Expanding local drug production tops the state’s agenda: “Efforts to bolster the local pharma sector to reduce reliance on drug imports has risen to the top of Egypt's government’s agenda,” the report reads, citing a partnership between the Public Enterprises Ministry, state-owned pharma manufacturer HoldiPharma, and Indian drug producer SysChem as an example. The partners in 2022 kicked off a study on the country’s preparedness for the local production of key drug ingredients. The study focused on infrastructure, GMP compliance, and expanding production at El Nasr Pharma Chemicals Company for essential drugs like metformin, paracetamol, colchicine, and acetylsalicylic acid.
And so is increasing exports: The government expects pharma and cosmeceutical exports to reach USD 1.5 bn during the current fiscal year, up from 1 bn the previous fiscal year, and aims to push the number to USD 2 bn within two years and USD 3 bn before 2030, according to Prime Minister Moustafa Madbouly. Exports are set to expand over the medium term, according to the report. “Most exports will continue to target other Middle East and North Africa markets, with a focus on Saudi Arabia, the UAE, Iraq, Yemen, Sudan and Jordan,” the report said.
The market is largely import-reliant: Despite the government’s efforts to achieve self-sufficiency in manufacturing, the market relies on imports — particularly for advanced meds — due to technological constraints and the limited capacity of local producers. Growing domestic production is expected to somewhat dampen this reliance, but raw materials will continue to be imported. Pharma imports are forecasted to grow to EGP 77.1 bn in 2024 from EGP 69.7 bn in 2023 before reaching EGP 118.9 bn in 2028. Roughly a third of our imports currently come from the EU.
MARKET SEGMENTS-
The local pharma market is expected to see growth across all segments, with generics and prescription drugs showing the strongest performance. Patented drugs and over-the-counter (OTC) drugs are projected to grow but lose market share over time.

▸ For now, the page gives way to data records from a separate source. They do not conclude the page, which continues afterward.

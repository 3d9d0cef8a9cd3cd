// SPDX-License-Identifier: AGPL-3.0-or-later
// Copyright (C) 2012-2025 Andrei Maltsev

use std::{net::SocketAddr, sync::Arc};

use anyhow::{Result, ensure};
use bytes::BytesMut;
use resp_cache_rs::{
    protocol::resp::{self, Value, encode_to_bytes},
    server::{
        auth::AuthService, executor::CommandExecutor, listener::NetworkListener,
        runtime::RuntimeConfig, stats::Stats,
    },
    storage::engine::StorageEngine,
};
use tokio::{
    io::{AsyncReadExt, AsyncWriteExt},
    net::TcpStream,
};

pub const TEST_USER: &str = "admin";
pub const TEST_PASSWORD: &str = "admin";

pub struct TestServer {
    pub listener: NetworkListener,
    pub addr: SocketAddr,
    pub storage: Arc<StorageEngine>,
    pub stats: Arc<Stats>,
}

/// Assembles the full stack on an ephemeral loopback port.
pub async fn start_server() -> Result<TestServer> {
    start_server_with(64, 0).await
}

pub async fn start_server_with(
    max_memory_mb: u64,
    default_ttl: i64,
) -> Result<TestServer> {
    let max_memory = max_memory_mb * 1024 * 1024;
    let stats = Arc::new(Stats::new(max_memory));
    let storage = Arc::new(StorageEngine::new(max_memory, default_ttl, stats.clone()));
    let auth = Arc::new(AuthService::new(TEST_USER, TEST_PASSWORD));
    let runtime = Arc::new(RuntimeConfig::new(max_memory_mb, 2, default_ttl));
    let executor = Arc::new(CommandExecutor::new(
        storage.clone(),
        stats.clone(),
        auth,
        runtime,
    ));

    let listener = NetworkListener::start(0, executor, stats.clone()).await?;
    let addr = listener.local_addr();

    Ok(TestServer { listener, addr, storage, stats })
}

/// One client connection plus the reply buffer that survives between
/// frames, so pipelined replies are never lost.
pub struct TestClient {
    stream: TcpStream,
    buf: BytesMut,
}

impl TestClient {
    pub async fn connect(addr: SocketAddr) -> Result<Self> {
        let stream = TcpStream::connect(addr).await?;
        stream.set_nodelay(true)?;
        Ok(Self { stream, buf: BytesMut::new() })
    }

    pub async fn send(&mut self, args: &[&str]) -> Result<()> {
        let cmd = Value::Array(args.iter().map(|a| Value::bulk_str(a)).collect());
        self.send_raw(&encode_to_bytes(&cmd)).await
    }

    pub async fn send_raw(&mut self, bytes: &[u8]) -> Result<()> {
        self.stream.write_all(bytes).await?;
        Ok(())
    }

    pub async fn recv(&mut self) -> Result<Value> {
        loop {
            if let Some((value, used)) = resp::parse(&self.buf)? {
                let _ = self.buf.split_to(used);
                return Ok(value);
            }
            let n = self.stream.read_buf(&mut self.buf).await?;
            ensure!(n > 0, "connection closed by server");
        }
    }

    pub async fn roundtrip(&mut self, args: &[&str]) -> Result<Value> {
        self.send(args).await?;
        self.recv().await
    }

    pub async fn authenticate(&mut self) -> Result<()> {
        let reply = self.roundtrip(&["AUTH", TEST_USER, TEST_PASSWORD]).await?;
        ensure!(reply == Value::ok(), "AUTH failed: {reply:?}");
        Ok(())
    }

    /// Drains the socket and succeeds once the server has closed it. A
    /// reset counts as closed; the server may drop the connection with
    /// bytes still unread.
    pub async fn expect_closed(&mut self) -> Result<()> {
        let mut scratch = [0u8; 256];
        loop {
            match self.stream.read(&mut scratch).await {
                Ok(0) => return Ok(()),
                Ok(_) => continue,
                Err(e) if e.kind() == std::io::ErrorKind::ConnectionReset => {
                    return Ok(());
                },
                Err(e) => return Err(e.into()),
            }
        }
    }
}
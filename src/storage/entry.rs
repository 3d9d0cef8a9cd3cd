// SPDX-License-Identifier: AGPL-3.0-or-later
// Copyright (C) 2012-2025 Andrei Maltsev

use std::sync::atomic::{AtomicU64, Ordering};

use bytes::Bytes;

/// `expires_at` value meaning the entry never expires.
pub const NO_EXPIRY: u64 = 0;

/// One stored key with its value and bookkeeping.
///
/// An entry is threaded through two intrusive lists owned by the engine: a
/// hash-bucket chain and the process-wide LRU list. Both are expressed as
/// slot indices into the engine's slab rather than pointers; the entry is
/// meaningless outside the engine that allocated it.
///
/// `last_accessed` and `access_count` are atomics because lookups touch
/// them while holding only the engine's read lock.
#[derive(Debug)]
pub struct KvEntry {
    pub key: Bytes,
    pub value: Bytes,
    pub created_at: u64,
    pub last_accessed: AtomicU64,
    pub access_count: AtomicU64,
    /// Epoch seconds; [`NO_EXPIRY`] disables expiry.
    pub expires_at: u64,

    pub(crate) bucket_prev: Option<usize>,
    pub(crate) bucket_next: Option<usize>,
    pub(crate) lru_prev: Option<usize>,
    pub(crate) lru_next: Option<usize>,
}

impl KvEntry {
    pub(crate) fn new(key: Bytes, value: Bytes, ttl: i64, now: u64) -> Self {
        let expires_at = if ttl > 0 { now + ttl as u64 } else { NO_EXPIRY };
        Self {
            key,
            value,
            created_at: now,
            last_accessed: AtomicU64::new(now),
            access_count: AtomicU64::new(0),
            expires_at,
            bucket_prev: None,
            bucket_next: None,
            lru_prev: None,
            lru_next: None,
        }
    }

    pub fn is_expired(&self, now: u64) -> bool {
        self.expires_at != NO_EXPIRY && now >= self.expires_at
    }

    pub fn touch(&self, now: u64) {
        self.last_accessed.store(now, Ordering::Relaxed);
        self.access_count.fetch_add(1, Ordering::Relaxed);
    }

    /// Bytes this entry charges against the memory budget. Struct overhead
    /// is deliberately not accounted.
    pub fn footprint(&self) -> u64 {
        (self.key.len() + self.value.len()) as u64
    }
}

Prescription drugs will remain to hold the lion’s share of the market in the medium-term, accounting for 87.2% of all pharma spending by 2028, up from 85.7% in 2023. Spending is forecasted to grow 5.8% y-o-y to EGP 125.3 bn in 2024 from EGP 118.4 bn in 2023 before hitting EGP 190.1 bn in 2028, delivering a five-year CAGR of 9.9%. This growth will be driven by a growing population, rising chronic disease burden, and the rollout of the country's health ins. system.
Generic drugs are next in line, projected to account for 66.9% of total drug spending and 76.7% of prescription spending by 2028. In the meantime, patented drugs will lose market share, declining to 19% of total pharma spending by 2033 from 20.7% in 2023 despite growth. Similarly, the market share of OTC drugs is forecasted to decline to 12.8% of total spending in 2028 from 14.3% in 2023.